═══ Supplied material ═══

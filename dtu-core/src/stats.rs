//! Aggregate request/receive counters.

/// Monotonic outcome counters. Values only ever grow until [`Statistics::reset`].
#[derive(Copy, Clone, Debug, Default, Eq, PartialEq)]
pub struct Statistics {
    frames_received: u32,
    no_answer: u32,
    partial_failure: u32,
    rx_success: u32,
}

impl Statistics {
    #[must_use]
    pub const fn new() -> Self {
        Self {
            frames_received: 0,
            no_answer: 0,
            partial_failure: 0,
            rx_success: 0,
        }
    }

    /// Frames that passed the radio integrity check.
    #[must_use]
    pub const fn frames_received(&self) -> u32 {
        self.frames_received
    }

    /// Requests that never produced a single fragment.
    #[must_use]
    pub const fn no_answer(&self) -> u32 {
        self.no_answer
    }

    /// Requests that produced fragments but never assembled.
    #[must_use]
    pub const fn partial_failure(&self) -> u32 {
        self.partial_failure
    }

    /// Payloads assembled successfully.
    #[must_use]
    pub const fn rx_success(&self) -> u32 {
        self.rx_success
    }

    pub fn record_frame(&mut self) {
        self.frames_received = self.frames_received.saturating_add(1);
    }

    pub fn record_no_answer(&mut self) {
        self.no_answer = self.no_answer.saturating_add(1);
    }

    pub fn record_partial_failure(&mut self) {
        self.partial_failure = self.partial_failure.saturating_add(1);
    }

    pub fn record_success(&mut self) {
        self.rx_success = self.rx_success.saturating_add(1);
    }

    /// Clears every counter. Only called on a full system reset.
    pub fn reset(&mut self) {
        *self = Self::new();
    }
}
//! Shared state handed by reference to every driving function.

use crate::clock::TimeKeeper;
use crate::config::DtuConfig;
use crate::stats::Statistics;
use crate::telemetry::{Stamp, TelemetryRecorder};

/// Process-wide state of the polling core.
///
/// Each field has a single writer: the time keeper owns the timestamp, the
/// statistics counters are only bumped by the coordinator, the drain and the
/// payload assembler.
pub struct DtuContext {
    pub config: DtuConfig,
    pub time: TimeKeeper,
    pub stats: Statistics,
    pub telemetry: TelemetryRecorder,
    uptime_ms: u64,
}

impl DtuContext {
    #[must_use]
    pub const fn new(config: DtuConfig) -> Self {
        let time = if config.timeless {
            TimeKeeper::timeless()
        } else {
            TimeKeeper::new()
        };
        Self {
            config,
            time,
            stats: Statistics::new(),
            telemetry: TelemetryRecorder::new(),
            uptime_ms: 0,
        }
    }

    #[must_use]
    pub const fn uptime_ms(&self) -> u64 {
        self.uptime_ms
    }

    pub fn set_uptime_ms(&mut self, uptime_ms: u64) {
        self.uptime_ms = uptime_ms;
    }

    /// Verbose diagnostics enabled.
    #[must_use]
    pub const fn verbose(&self) -> bool {
        self.config.serial_debug
    }

    #[must_use]
    pub const fn stamp(&self) -> Stamp {
        Stamp::new(self.uptime_ms, self.time.timestamp())
    }
}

═══

Your answer should be only a number: how many lines in the records hold the word "core".

2